操作系统:HP-UX B.11.31 U ia64
数据库版本:ORACLE 10.2.0.5 RAC
按照常规处理思路,首先查看RAC数据库的告警日志:
实例1的告警日志
Mon Oct 10 19:24:48 EAT 2016
ORACLE Instance orcl1 - Can not allocate log, archival required
.
.
Mon Oct 10 19:26:28 EAT 2016
ORACLE Instance orcl1 - Can not allocate log, archival required
.
.
Mon Oct 10 20:06:21 EAT 2016
Errors in file /oracle/app/oracle/admin/orcl/bdump/orcl1_arc0_22630.trc:
ORA-19504: failed to create file "+SFILEARCHDG01"
ORA-17502: ksfdcre:4 Failed to create file +SFILEARCHDG01
ORA-15041: diskgroup space exhausted
实例2的告警日志
Mon Oct 10 20:12:52 EAT 2016
Errors in file /oracle/app/oracle/admin/orcl/bdump/orcl2_arc1_8962.trc:
ORA-19504: failed to create file "+SFILEARCHDG01"
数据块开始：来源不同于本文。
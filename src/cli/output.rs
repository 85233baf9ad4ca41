//! CLI output formatting utilities.

use crate::rag::ContextChunk;
use console::style;
use indicatif::{ProgressBar, ProgressStyle};

/// Output helper for CLI formatting.
pub struct Output;

impl Output {
    /// Print an info message.
    pub fn info(msg: &str) {
        println!("{} {}", style(">>").cyan().bold(), msg);
    }

    /// Print a success message.
    pub fn success(msg: &str) {
        println!("{} {}", style(">>").green().bold(), msg);
    }

    /// Print a warning message.
    pub fn warning(msg: &str) {
        eprintln!("{} {}", style(">>").yellow().bold(), msg);
    }

    /// Print an error message.
    pub fn error(msg: &str) {
        eprintln!("{} {}", style(">>").red().bold(), msg);
    }

    /// Print a header.
    pub fn header(msg: &str) {
        println!("\n{}", style(msg).bold().underlined());
    }

    /// Print a retrieved context chunk.
    pub fn source(chunk: &ContextChunk) {
        println!(
            "\n{} chunk {} (score: {:.2})",
            style(">>").green(),
            style(chunk.chunk_order + 1).bold(),
            chunk.score
        );
        println!("   {}", content_preview(&chunk.content, 200));
    }

    /// Create a spinner.
    pub fn spinner(msg: &str) -> ProgressBar {
        let pb = ProgressBar::new_spinner();
        pb.set_style(
            ProgressStyle::default_spinner()
                .template("{spinner:.green} {msg}")
                .unwrap_or_else(|_| ProgressStyle::default_spinner()),
        );
        pb.set_message(msg.to_string());
        pb.enable_steady_tick(std::time::Duration::from_millis(100));
        pb
    }
}

/// Truncate content to `max_chars` characters with an ellipsis.
fn content_preview(content: &str, max_chars: usize) -> String {
    let content = content.replace('\n', " ");
    if content.chars().count() <= max_chars {
        content
    } else {
        let cut: String = content.chars().take(max_chars).collect();
        format!("{}...", cut)
    }
}

#[cfg(test)]
mod tests {
    use super::*;

    #[test]
    fn test_content_preview_counts_characters() {
        assert_eq!(content_preview("short", 10), "short");
        assert_eq!(content_preview("line one\nline two", 8), "line one...");
        assert_eq!(content_preview("नमस्ते दुनिया", 3), "नमस...");
    }
}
ORA-17502: ksfdcre:4 Failed to create file +SFILEARCHDG01
ORA-15041: diskgroup space exhausted
ARC1: Error 19504 Creating archive log file to '+SFILEARCHDG01'
ARCH: Archival stopped, error occurred. Will continue retrying
Mon Oct 10 20:12:52 EAT 2016
ORACLE Instance orcl2 - Archival Error
Mon Oct 10 20:12:52 EAT 2016
ORA-16038: log 12 sequence# 77053 cannot be archived
ORA-19504: failed to create file ""
ORA-00312: online log 12 thread 2: '+ORCLDG1/orcl/onlinelog/group_12.291.819723519'
ORA-00312: online log 12 thread 2: '+ORCLDG2/orcl/onlinelog/group_12.266.819723541'
从实例1登录数据库查看ASM磁盘组使用情况
orcl1:[/oracle/app/oracle/admin/orcl/bdump]$asmcmd
ASMCMD> lsdg
State Type Rebal Unbal Sector Block AU Total_MB Free_MB Req_mir_free_MB Usable_file_MB Offline_disks Name
MOUNTED NORMAL N N 1024 4096 1048576 1024000 678 102400 -50861 0 ORCLDG1/
MOUNTED NORMAL N N 1024 4096 1048576 1024000 1389 102400 -50505 0 ORCLDG2/
MOUNTED EXTERN N N 1024 4096 1048576 512000 100210 0 100210 0 ORCLDG3/
MOUNTED NORMAL N N 1024 4096 1048576 307200 9659 102400 -46370 0 ORCLSYSDG01/
MOUNTED NORMAL N N 1024 4096 1048576 204800 1376 0 688 0 SFILEARCHDG01/
通过查看告警日志和ASM磁盘使用情况及2个节点个告警日志:可以判断是归档空间满、归档异常,redo组耗光后实例hang住了。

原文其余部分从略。